→ **What to work on**
Given the material below, output exactly the lines from the line with "use std::env;" to the line with "let handler = self.handler.lock().clone();", both ends included, and no other lines.

→ **Records for processing**

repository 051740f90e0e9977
//! # Host Bridge Traits
//!
//! Platform abstraction traits that must be implemented by each host.
//!
//! ## Overview
//!
//! This crate defines the contract between the playback synchronization core
//! and the host application. Each trait represents a capability the core
//! needs but cannot own itself:
//!
//! - [`MediaElement`](media::MediaElement) - The externally-owned video
//!   surface (a `<video>` element, a native player view, a test double)
//! - [`SettingsStore`](storage::SettingsStore) - Durable key-value preferences
//! - [`LoggerSink`](logging::LoggerSink) - Forward structured logs to host logging
//!
//! ## Platform Requirements
//!
//! | Platform | Implementation Crate | Status |
//! |----------|---------------------|--------|
//! | Desktop  | `bridge-desktop`    | ✅ Settings store |
//! | Web      | TBD                 | 📋 Planned |
//!
//! ## Error Handling
//!
//! Fallible bridge calls return [`BridgeError`](error::BridgeError). Media
//! element commands are fire-and-forget and never return errors; hosts that
//! fail to apply a command simply do not emit the confirming event.
//!
//! ## Thread Safety
//!
//! Bridge traits require [`PlatformSendSync`](platform::PlatformSendSync) so
//! that implementations can be shared behind `Arc` on native targets while
//! remaining usable from single-threaded WebAssembly hosts.
//!
//! ## Examples
//!
//! ### Implementing SettingsStore
//!
//! ```ignore
//! use bridge_traits::storage::SettingsStore;
//! use bridge_traits::error::Result;
//!
//! pub struct LocalStorageSettings { storage: web_sys::Storage }
//!
//! impl SettingsStore for LocalStorageSettings {
//!     fn get_string(&self, key: &str) -> Result<Option<String>> {
//!         // Implementation
//!         todo!()
//!     }
//!     // ...
//! }
//! ```

pub mod error;
pub mod logging;
pub mod media;
pub mod platform;
pub mod storage;

pub use error::BridgeError;

// Re-export commonly used types
pub use logging::{LogEntry, LogLevel, LoggerSink};
pub use media::{MediaElement, MediaEvent, MediaEventHandler, MediaEventKind};
pub use storage::SettingsStore;
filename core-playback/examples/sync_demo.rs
//! Synchronization core demonstration
//!
//! Drives a simulated video element through a short session and prints every
//! snapshot a consumer receives. Volume and mute are stored in a JSON
//! settings file, so a second run starts from where the first one ended.
//!
//! Run with:
//! ```bash
//! cargo run -p core-playback --example sync_demo
//!
//! # JSON logs, more detail from the core
//! cargo run -p core-playback --example sync_demo -- json "core_playback=trace"
//! ```

use bridge_desktop::JsonSettingsStore;
use bridge_traits::{LogLevel, MediaElement, MediaEvent, MediaEventHandler};
use core_playback::{PreferenceKey, VideoSync, VideoSyncConfig};
use core_runtime::logging::{init_logging, LogFormat, LoggingConfig};
use parking_lot::Mutex;
use std::env;
use std::sync::Arc;
use tracing::info;

/// Stands in for a browser `<video>`: reports every command back as an event.
struct SimulatedVideo {
    duration: f64,
    handler: Mutex<Option<MediaEventHandler>>,
}

impl SimulatedVideo {
    fn new(duration: f64) -> Self {
        Self {
            duration,
            handler: Mutex::new(None),
        }
    }

    fn emit(&self, event: MediaEvent) {
        let handler = self.handler.lock().clone();
        if let Some(handler) = handler {
            handler(event);
        }
    }

    /// Advance playback by `seconds` in one-second ticks.
    fn tick(&self, from: f64, seconds: u32) {
        for step in 1..=seconds {
            self.emit(MediaEvent::TimeUpdated(from + f64::from(step)));
        }
    }
}

impl MediaElement for SimulatedVideo {
    fn play(&self) {
        self.emit(MediaEvent::Started);
    }

    fn pause(&self) {
        self.emit(MediaEvent::Stopped);
    }

    fn set_current_time(&self, seconds: f64) {
        self.emit(MediaEvent::TimeUpdated(seconds.min(self.duration)));
    }

    fn set_volume(&self, volume: f64) {
        self.emit(MediaEvent::VolumeChanged(volume));
    }

    fn set_muted(&self, _muted: bool) {}

    fn duration(&self) -> Option<f64> {
        None
    }

    fn set_event_handler(&self, handler: Option<MediaEventHandler>) {
        *self.handler.lock() = handler;
    }
}

#[tokio::main]
async fn main() -> anyhow::Result<()> {
    let args: Vec<String> = env::args().collect();

    let format = match args.get(1).map(String::as_str) {
        Some("json") => LogFormat::Json,
        Some("compact") => LogFormat::Compact,
        Some("pretty") => LogFormat::Pretty,
        _ => LogFormat::default(),
    };

    let mut logging = LoggingConfig::default()
        .with_format(format)
        .with_level(LogLevel::Debug);
    if let Some(filter) = args.get(2) {
        logging = logging.with_filter(filter.clone());
    }
    init_logging(logging)?;

    let path = env::temp_dir().join("video-sync-demo").join("settings.json");
    let store = Arc::new(JsonSettingsStore::open(&path)?);
    info!(path = %path.display(), "Using settings file");

    let config = VideoSyncConfig::builder()
        .persist_all([PreferenceKey::Mute, PreferenceKey::Volume])
        .settings_store(store)
        .build()?;
    let sync = VideoSync::new(config)?;

    let mut rx = sync.subscribe();
    let consumer = tokio::spawn(async move {
        let mut received = 0usize;
        while rx.changed().await.is_ok() {
            let line = match rx.get_and_update() {
                Some(value) => format!(
                    "v{:<3} {:>5.1}s / {:>5.1}s  paused={:<5} muted={:<5} volume={:.2}",
                    value.snapshot.version,
                    value.snapshot.now,
                    value.snapshot.duration,
                    value.snapshot.paused,
                    value.snapshot.muted,
                    value.snapshot.volume,
                ),
                None => "not ready".to_string(),
            };
            println!("{}", line);
            received += 1;
        }
        received
    });

    let video = Arc::new(SimulatedVideo::new(300.0));
    sync.attach(video.clone());
    video.emit(MediaEvent::DurationChanged(video.duration));

    let Some(controls) = sync.current().map(|value| value.controls) else {
        anyhow::bail!("snapshot should be available once the duration is known");
    };

    controls.play();
    tokio::task::yield_now().await;
    video.tick(0.0, 3);
    tokio::task::yield_now().await;

    if let Some(seeker) = controls.seeker() {
        seeker.seek(120.0);
    }
    tokio::task::yield_now().await;

    let volume = sync.state().volume;
    controls.set_volume((volume - 0.1).max(0.0));
    controls.mute(!sync.state().muted);
    tokio::task::yield_now().await;

    controls.pause();
    tokio::task::yield_now().await;

    drop(sync);
    let received = consumer.await?;
    info!(received, "Consumer finished");

    Ok(())
}
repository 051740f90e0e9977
use thiserror::Error;

#[derive(Error, Debug)]
pub enum Error {
    #[error("Configuration error: {0}")]
    Config(String),
}

pub type Result<T> = std::result::Result<T, Error>;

→ **Answer to the exercise**
use std::env;
use std::sync::Arc;
use tracing::info;

/// Stands in for a browser `<video>`: reports every command back as an event.
struct SimulatedVideo {
    duration: f64,
    handler: Mutex<Option<MediaEventHandler>>,
}

impl SimulatedVideo {
    fn new(duration: f64) -> Self {
        Self {
            duration,
            handler: Mutex::new(None),
        }
    }

    fn emit(&self, event: MediaEvent) {
        let handler = self.handler.lock().clone();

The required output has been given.